Era enorme aquele sacrifício, mas eu o faria de todo o coração. E estava ainda ajoelhada em frente ao oratório, quando vieram chamar-me anunciando que o perigo já passara.
Fui ver o Joãozinho. Apenas alguns arranhões e, todo risonho, cara suja de terra, contava para as outras crianças boquiabertas as façanhas de um grande toureiro! Escapara por milagre!
Hoje, existe o Frigonorte. Desapareceram dos nossos olhos o espetáculo maravilhoso e empolgante das boiadas, graças às leis de trânsito.
Há muito nossos bois não desfilam pelas ruas e, quando o fazem, pobres coitados, são espremidos, em gaiolas das carretas transportadoras para os frigoríficos.
Nossas crianças não correm o risco de serem machucadas por um bonito ´boi de arribada´...

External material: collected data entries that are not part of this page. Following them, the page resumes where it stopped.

//! Errors raised while building the registry and running shell modules.
//!
//! None of these cross the dispatch pipeline: the dispatcher converts every
//! failure into an [`RpcError`](rpcd_types::RpcError) in the request's reply
//! slot. I/O errors are wrapped in `Arc` to keep the enums small.

use std::io;
use std::sync::Arc;

use camino::Utf8PathBuf;
use rpcd_types::TypeError;
use thiserror::Error;

/// Errors raised while parsing firewall rule declarations.
#[derive(Debug, Clone, Error)]
pub enum FirewallError {
    /// A rule is not a map.
    #[error("firewall rule must be a table, got {kind}")]
    NotATable {
        /// Kind that was supplied instead.
        kind: rpcd_types::ValueKind,
    },
    /// A rule has no parameter name.
    #[error("firewall rule is missing a parameter name")]
    MissingName,
    /// The `type` entry names no known value kind.
    #[error("firewall rule for '{name}' has an invalid type")]
    InvalidKind {
        /// Parameter the rule guards.
        name: String,
        /// Parse failure.
        #[source]
        source: TypeError,
    },
    /// The `regex` entry does not compile.
    #[error("firewall rule for '{name}' has an invalid pattern")]
    InvalidPattern {
        /// Parameter the rule guards.
        name: String,
        /// Compilation failure.
        #[source]
        source: Box<regex::Error>,
    },
}

/// Reasons a directory entry was not registered as a module.
///
/// These are diagnostics: the scan continues past them.
#[derive(Debug, Clone, Error)]
pub enum LoadError {
    /// No native implementation is linked under the file stem.
    #[error("no native module is linked for '{stem}'")]
    UnknownNative {
        /// File stem that was looked up.
        stem: String,
    },
    /// The native implementation reports a different API tag.
    #[error("module '{stem}' reports API tag {found:#010x}, expected {expected:#010x}")]
    ApiTagMismatch {
        /// File stem of the module.
        stem: String,
        /// Tag reported by the module.
        found: u32,
        /// Tag this daemon understands.
        expected: u32,
    },
    /// The entry's metadata could not be read.
    #[error("failed to inspect '{path}': {source}")]
    Metadata {
        /// Entry path.
        path: Utf8PathBuf,
        /// Underlying I/O error.
        #[source]
        source: Arc<io::Error>,
    },
}

/// Errors raised while building or initialising the registry.
#[derive(Debug, Clone, Error)]
pub enum RegistryError {
    /// A configured directory does not exist.
    #[error("module directory '{path}' does not exist")]
    MissingDirectory {
        /// Configured path.
        path: Utf8PathBuf,
    },
    /// A configured path is not a directory.
    #[error("module path '{path}' is not a directory")]
    NotADirectory {
        /// Configured path.
        path: Utf8PathBuf,
    },
    /// A directory could not be listed.
    #[error("failed to read module directory '{path}': {source}")]
    ReadDirectory {
        /// Directory path.
        path: Utf8PathBuf,
        /// Underlying I/O error.
        #[source]
        source: Arc<io::Error>,
    },
    /// A directory that requires a handler loaded no module.
    #[error("module directory '{path}' provided no handler")]
    NoHandlers {
        /// Directory path.
        path: Utf8PathBuf,
    },
    /// Two directories of one service share a name.
    #[error("service '{service}' already has a directory named '{name}'")]
    DuplicateDirectory {
        /// Owning service.
        service: String,
        /// Clashing directory name.
        name: String,
    },
    /// A module's configuration declares an invalid firewall rule.
    #[error("invalid firewall configuration for module '{module}'")]
    Firewall {
        /// Module name.
        module: String,
        /// Parse failure.
        #[source]
        source: FirewallError,
    },
    /// A module's `init` returned `false`.
    #[error("module '{module}' at '{path}' failed to initialise")]
    InitFailed {
        /// Module name.
        module: String,
        /// Module file.
        path: Utf8PathBuf,
    },
}

/// Errors raised while running a shell module's executable.
#[derive(Debug, Clone, Error)]
pub enum ShellError {
    /// The executable could not be started.
    #[error("failed to start '{program}': {source}")]
    Spawn {
        /// Executable path.
        program: Utf8PathBuf,
        /// Underlying I/O error, carrying the OS error number.
        #[source]
        source: Arc<io::Error>,
    },
    /// Waiting for the child failed.
    #[error("failed to wait for '{program}': {source}")]
    Wait {
        /// Executable path.
        program: Utf8PathBuf,
        /// Underlying I/O error.
        #[source]
        source: Arc<io::Error>,
    },
    /// The child exceeded its time budget and was killed.
    #[error("'{program}' timed out after {timeout_ms}ms")]
    Timeout {
        /// Executable path.
        program: Utf8PathBuf,
        /// Budget in milliseconds.
        timeout_ms: u64,
    },
}

#[cfg(test)]
mod tests;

Entretanto, ironia do destino. Sumiram os bois bravos, vermelhos, brancos e pintados que tanto susto nos pregavam.
Mas, os ´monstrinhos´ da cidade civilizada surgiram velozes pelas ruas, em profusão: vermelhos, azuis, amarelos, verdes e cintilantes, dirigidos muitas vezes por irresponsáveis...
Seu número cresce cada vez mais e os desastres se sucedem e se multiplicam, matando mil vezes mais do que os inocentes bois de arribada que, de quando em vez, corriam às tontas, cortando de cima abaixo as ruas tranqüilas da cidade, nos meus tempos de criança.